Engineered CuO-GO Reinforced PVA/CS Electrospun Nanofibers with Enhanced Physicochemical, Hemocompatible, and Wound Healing Performance

Abstract

Wound management is a critical aspect of healthcare that demands the development of effective and innovative dressing materials. Yet, many conventional wound dressings exhibit significant limitations, such as poor healing efficacy, potential cytotoxicity, inadequate moisture retention, and insufficient mechanical strength, which collectively hinder optimal healing outcomes. To overcome these limitations, we developed a biodegradable nanofibrous mat composed of polyvinyl alcohol (PVA) and chitosan (CS) through electrospinning process. The resulting mat features a three-dimensional (3D) interconnected porous structure that offers a high surface-area-to-volume ratio and enhanced porosity, favorable for wound healing applications. To impart bioactivity, a copper oxide/graphene oxide (1:1 ratio) nanostructure was incorporated into the nanofibrous matrix. The CuO-GO composite was formed via ex-situ ultrasonic mixing, yielding spherical CuO NPs (~49 nm) uniformly distributed on GO nanosheets, as confirmed by transmission electron microscopy (TEM). The CuO-GO-embedded PVA/CS nanofibrous mats were thermally crosslinked at 120 °C for 80 min to improve structural integrity.
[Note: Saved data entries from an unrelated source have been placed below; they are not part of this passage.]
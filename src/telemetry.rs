//! Telemetry record assembly and JSON encoding.
//!
//! Wire format agreed with the receiving service:
//!
//! ```text
//! {"s":"2024-05-01T10:00:00Z",
//!  "d":[{"k":"ION001",
//!        "m":[{"m":"cCa","v":1.23},{"m":"cNo3","v":4.56},{"m":"cK","v":7.89},
//!             {"m":"ion_temp","v":22.1},{"m":"ion_bl","v":87}]}]}
//! ```
//!
//! Encoding goes into one fixed-capacity buffer owned by the
//! [`TelemetryBuilder`] and reused across builds.  A payload that does not
//! fit is an error; the buffer is never left holding a truncated record.

use core::fmt::Write as _;

use log::debug;
use serde::Serialize;

use crate::calibration::Analyte;
use crate::datetime::DateTime;
use crate::error::EncodeError;
use crate::sensors::{MeasurementKind, MeasurementSet};

/// Uplink buffer size.
pub const PAYLOAD_CAPACITY: usize = 512;

/// Readings per record: three analytes, temperature, battery.
pub const READINGS_PER_RECORD: usize = 5;

/// Short identifiers agreed with the receiving service.
#[derive(Debug, Clone, Copy, PartialEq, Eq, Serialize)]
pub enum MeasureCode {
    #[serde(rename = "cCa")]
    Calcium,
    #[serde(rename = "cNo3")]
    Nitrate,
    #[serde(rename = "cK")]
    Potassium,
    #[serde(rename = "ion_temp")]
    Temperature,
    #[serde(rename = "ion_bl")]
    Battery,
}

impl MeasureCode {
    pub const fn for_analyte(analyte: Analyte) -> Self {
        match analyte {
            Analyte::Calcium => Self::Calcium,
            Analyte::Nitrate => Self::Nitrate,
            Analyte::Potassium => Self::Potassium,
        }
    }

    pub const fn as_str(self) -> &'static str {
        match self {
            Self::Calcium => "cCa",
            Self::Nitrate => "cNo3",
            Self::Potassium => "cK",
            Self::Temperature => "ion_temp",
            Self::Battery => "ion_bl",
        }
    }
}

/// Numeric payload of one reading.  Battery level travels as an integer.
#[derive(Debug, Clone, Copy, PartialEq, Serialize)]
#[serde(untagged)]
pub enum MeasureValue {
    Real(f32),
    Level(u8),
}

#[derive(Debug, Clone, Copy, PartialEq, Serialize)]
pub struct Reading {
    #[serde(rename = "m")]
    pub code: MeasureCode,
    #[serde(rename = "v")]
    pub value: MeasureValue,
}

impl Reading {
    pub const fn real(code: MeasureCode, value: f32) -> Self {
        Self {
            code,
            value: MeasureValue::Real(value),
        }
    }

    pub const fn level(code: MeasureCode, value: u8) -> Self {
        Self {
            code,
            value: MeasureValue::Level(value),
        }
    }
}

/// Flatten a measurement set in the fixed record order:
/// calcium, nitrate, potassium, temperature, battery.
///
/// Channels that never produced a good read are left out rather than sent
/// as zero.
pub fn readings_from(set: &MeasurementSet) -> heapless::Vec<Reading, READINGS_PER_RECORD> {
    let mut out = heapless::Vec::new();
    for kind in MeasurementKind::ALL {
        let m = set.get(kind);
        if !m.is_sampled() {
            continue;
        }
        let reading = match kind {
            MeasurementKind::Ion(a) => Reading::real(MeasureCode::for_analyte(a), m.value),
            MeasurementKind::Temperature => Reading::real(MeasureCode::Temperature, m.value),
            MeasurementKind::Battery => Reading::level(MeasureCode::Battery, set.battery_percent()),
        };
        // One reading per kind, so capacity is never exceeded.
        let _ = out.push(reading);
    }
    out
}

/// `20YY-MM-DDTHH:MM:SSZ`, UTC, no offset.
pub fn format_timestamp(at: &DateTime) -> heapless::String<24> {
    let mut s = heapless::String::new();
    // 20 characters always fit in 24.
    let _ = write!(
        s,
        "20{:02}-{:02}-{:02}T{:02}:{:02}:{:02}Z",
        at.year % 100,
        at.month,
        at.day,
        at.hour,
        at.minute,
        at.second
    );
    s
}

#[derive(Serialize)]
struct Envelope<'a> {
    s: &'a str,
    d: [Device<'a>; 1],
}

#[derive(Serialize)]
struct Device<'a> {
    k: &'a str,
    m: &'a [Reading],
}

/// Encodes telemetry records into a reusable fixed-capacity buffer.
pub struct TelemetryBuilder<const N: usize = PAYLOAD_CAPACITY> {
    buf: heapless::Vec<u8, N>,
}

impl<const N: usize> Default for TelemetryBuilder<N> {
    fn default() -> Self {
        Self::new()
    }
}

impl<const N: usize> TelemetryBuilder<N> {
    pub fn new() -> Self {
        Self {
            buf: heapless::Vec::new(),
        }
    }

    /// Encode one record and return the payload bytes.
    ///
    /// The buffer is cleared first.  The record is serialized to a heap
    /// scratch vector and the size limit is checked after encoding, so an
    /// oversized record costs one transient allocation of its full size.
    /// On overflow the buffer stays empty and [`EncodeError::Overflow`]
    /// reports the exact encoded length.
    pub fn build(&mut self, station_code: &str, timestamp: &str, readings: &[Reading]) -> Result<&[u8], EncodeError> {
        self.buf.clear();

        let envelope = Envelope {
            s: timestamp,
            d: [Device {
                k: station_code,
                m: readings,
            }],
        };
        let encoded = serde_json::to_vec(&envelope).map_err(|_| EncodeError::Serialize)?;
        if encoded.len() > N {
            return Err(EncodeError::Overflow {
                needed: encoded.len(),
                capacity: N,
            });
        }
        self.buf
            .extend_from_slice(&encoded)
            .map_err(|()| EncodeError::Overflow {
                needed: encoded.len(),
                capacity: N,
            })?;

        debug!("Telemetry: encoded {} of {} bytes", self.buf.len(), N);
        Ok(self.buf.as_slice())
    }

    /// Payload of the last successful build (empty after a failure).
    pub fn payload(&self) -> &[u8] {
        self.buf.as_slice()
    }

    pub const fn capacity(&self) -> usize {
        N
    }
}
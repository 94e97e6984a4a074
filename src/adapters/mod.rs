//! Adapters: concrete implementations of the hexagonal port traits.
//!
//! | Adapter    | Implements                      | Connects to                 |
//! |------------|---------------------------------|-----------------------------|
//! | `hardware` | SensorDriver                    | ESP32 ADC1 oneshot          |
//! | `log_sink` | EventSink                       | Serial log output           |
//! | `network`  | NetworkPort                     | WiFi STA, SNTP, HTTP client |
//! | `nvs`      | PersistentStore, ConfigPort     | NVS blob / in-memory image  |
//! | `power`    | PowerPort                       | RTC timer + deep sleep      |
//! | `time`     | ClockPort, MonotonicClock       | esp_timer, gettimeofday     |

pub mod hardware;
pub mod log_sink;
pub mod network;
pub mod nvs;
pub mod power;
pub mod time;
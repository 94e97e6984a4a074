//! Fuzz target: `WakeSpec` parsing
//!
//! Invariants checked:
//! - No panics on arbitrary UTF-8
//! - Every accepted spec passes the same range check `validate` applies
//! - Every accepted spec prints back in `DD:HH:MM:SS` form and reparses
//!   to the same value
//!
//! cargo fuzz run fuzz_wake_spec

#![no_main]

use ionstation::config::WakeSpec;
use libfuzzer_sys::fuzz_target;

fuzz_target!(|data: &[u8]| {
    let Ok(text) = core::str::from_utf8(data) else {
        return;
    };
    if let Ok(spec) = text.parse::<WakeSpec>() {
        assert!(spec.in_range());
        let printed = spec.to_string();
        assert_eq!(printed.len(), 11);
        assert_eq!(printed.parse::<WakeSpec>(), Ok(spec));
    }
});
Fourier-transform infrared spectroscopy (FTIR) confirmed successful incorporation of the nanocomposite, while scanning electron microscopy (SEM) revealed uniform fiber morphology with diameters ranging from 116 to 290 nm, depending on CuO-GO loading (0-2 wt%). Mechanical testing demonstrated that CuO-GO incorporation enhanced tensile strength but decreased ductility. Additionally, the crosslinked mats showed reduced hydrophilicity and controlled degradation rates matching the wound healing process. Cytotoxicity assessments and hemocompatibility analysis determined the biocompatible concentration range of CuO-GO into the mat, guiding safe application dosages. In in vivo full-thickness wound healing studies, mats containing 2 wt% CuO-GO achieved over 95% of wound contraction within 14 days, significantly go beyond control samples. These findings accentuate the potential of the CuO-GOembedded PVA/CS nanofibrous mat as an effective therapeutic wound dressing that promotes enhanced skin regeneration, while its controlled degradation ensures the material breaks down soundly in line with the healing process.